[GOAL OF THE EXERCISE] Gather every line from the entries below that includes "succeeded".

Dataset entries

--*--

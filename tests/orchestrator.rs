//! Orchestrated DAG runs against the in-process function endpoints.

mod common;

use std::sync::atomic::{AtomicUsize, Ordering};
use std::sync::Arc;
use std::time::Duration;

use async_trait::async_trait;
use chrono::NaiveDate;
use serde_json::{json, Value};
use tempfile::tempdir;

use ytpipe::models::RunStatus;
use ytpipe::orchestrator::{
    DagContext, Invoker, Orchestrator, RetryPolicy, SensorPolicy, ETL_DAG_ID, GOLDEN_DAG_ID,
};
use ytpipe::repository::LedgerContext;
use ytpipe::server::{create_router, AppState};
use ytpipe::PipelineError;

fn fast() -> (RetryPolicy, SensorPolicy) {
    (
        RetryPolicy {
            retries: 2,
            base_delay: Duration::from_millis(1),
        },
        SensorPolicy {
            poke_interval: Duration::from_millis(10),
            timeout: Duration::from_secs(5),
        },
    )
}

fn date() -> NaiveDate {
    NaiveDate::from_ymd_opt(2025, 1, 1).unwrap()
}

#[tokio::test]
async fn test_etl_dag_against_live_endpoints() {
    let youtube = common::mock_youtube().await;
    let dir = tempdir().unwrap();

    let state = AppState::from_pipeline(common::pipeline(dir.path(), &youtube.uri()));
    let pipeline = state.pipeline.clone();
    let listener = tokio::net::TcpListener::bind("127.0.0.1:0").await.unwrap();
    let addr = listener.local_addr().unwrap();
    tokio::spawn(async move {
        axum::serve(listener, create_router(state)).await.unwrap();
    });

    let ledger = LedgerContext::from_path(&dir.path().join("ledger.db"));
    ledger.init_schema().await.unwrap();
    let mut settings = common::settings(dir.path());
    settings.orchestrator.functions_url = format!("http://{}", addr);
    let (policy, sensor) = fast();
    let orchestrator = Orchestrator::new(&settings, ledger.runs())
        .unwrap()
        .with_policy(policy)
        .with_sensor(sensor);

    let ctx = DagContext::scheduled(date());
    let outcome = orchestrator.run_etl(&ctx).await.unwrap();
    assert!(outcome.succeeded(), "{:?}", outcome.dag_run.error);

    let extract = outcome
        .tasks
        .iter()
        .find(|t| t.task_id == "extract")
        .unwrap();
    let response = extract.response.as_ref().unwrap();
    assert_eq!(response["run_id"], ctx.run_id.as_str());
    assert!(response["blob_name"]
        .as_str()
        .unwrap()
        .contains("/date=20250101/"));

    let warehouse = pipeline.warehouse().await.unwrap();
    assert_eq!(
        warehouse.count_rows("youtube_staging", "dim_videos").await.unwrap(),
        3
    );

    let stored = ledger.runs().get_dag_run(ETL_DAG_ID, date()).await.unwrap().unwrap();
    assert_eq!(stored.status, RunStatus::Success);
}

/// Fails the first `failures` calls, then echoes the payload.
struct FlakyInvoker {
    failures: usize,
    calls: AtomicUsize,
}

#[async_trait]
impl Invoker for FlakyInvoker {
    async fn invoke(&self, url: &str, payload: &Value) -> ytpipe::Result<Value> {
        let call = self.calls.fetch_add(1, Ordering::SeqCst);
        if call < self.failures {
            return Err(PipelineError::Connection(format!("{} returned HTTP 503", url)));
        }
        Ok(json!({"status": "success", "echo": payload}))
    }
}

async fn flaky_orchestrator(
    dir: &std::path::Path,
    failures: usize,
    golden: bool,
) -> (Orchestrator, LedgerContext) {
    let ledger = LedgerContext::from_path(&dir.join("ledger.db"));
    ledger.init_schema().await.unwrap();
    let mut settings = common::settings(dir);
    if golden {
        settings.orchestrator.golden_url = Some("http://golden.invalid/raw-golden".into());
    }
    let (policy, sensor) = fast();
    let orchestrator = Orchestrator::new(&settings, ledger.runs())
        .unwrap()
        .with_policy(policy)
        .with_sensor(sensor)
        .with_invoker(Arc::new(FlakyInvoker {
            failures,
            calls: AtomicUsize::new(0),
        }));
    (orchestrator, ledger)
}

#[tokio::test]
async fn test_retry_recovers_within_budget() {
    let dir = tempdir().unwrap();
    let (orchestrator, _ledger) = flaky_orchestrator(dir.path(), 2, false).await;

    let outcome = orchestrator
        .run_etl(&DagContext::scheduled(date()))
        .await
        .unwrap();

    assert!(outcome.succeeded());
    let schema: Vec<_> = outcome.tasks.iter().filter(|t| t.task_id == "schema").collect();
    assert_eq!(schema.len(), 3);
    assert_eq!(schema[0].status, RunStatus::Failed);
    assert_eq!(schema[2].status, RunStatus::Success);
    assert_eq!(outcome.tasks.len(), 6);
}

#[tokio::test]
async fn test_retry_budget_exhausted_blocks_golden() {
    let dir = tempdir().unwrap();
    let (orchestrator, ledger) = flaky_orchestrator(dir.path(), 100, true).await;
    let orchestrator = orchestrator.with_sensor(SensorPolicy {
        poke_interval: Duration::from_millis(10),
        timeout: Duration::from_millis(300),
    });

    let (etl, golden) = orchestrator
        .run_day(&DagContext::scheduled(date()))
        .await
        .unwrap();

    assert_eq!(etl.dag_run.status, RunStatus::Failed);
    assert_eq!(etl.tasks.len(), 3);
    assert_eq!(golden.dag_run.status, RunStatus::Failed);
    assert!(!golden.tasks.iter().any(|t| t.task_id == "golden"));

    let runs = ledger.runs().recent_dag_runs(10).await.unwrap();
    let dags: Vec<_> = runs.iter().map(|r| r.dag_id.as_str()).collect();
    assert!(dags.contains(&ETL_DAG_ID));
    assert!(dags.contains(&GOLDEN_DAG_ID));
}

--*--

[SOLUTION BELOW]
    assert!(outcome.succeeded(), "{:?}", outcome.dag_run.error);
    assert!(outcome.succeeded());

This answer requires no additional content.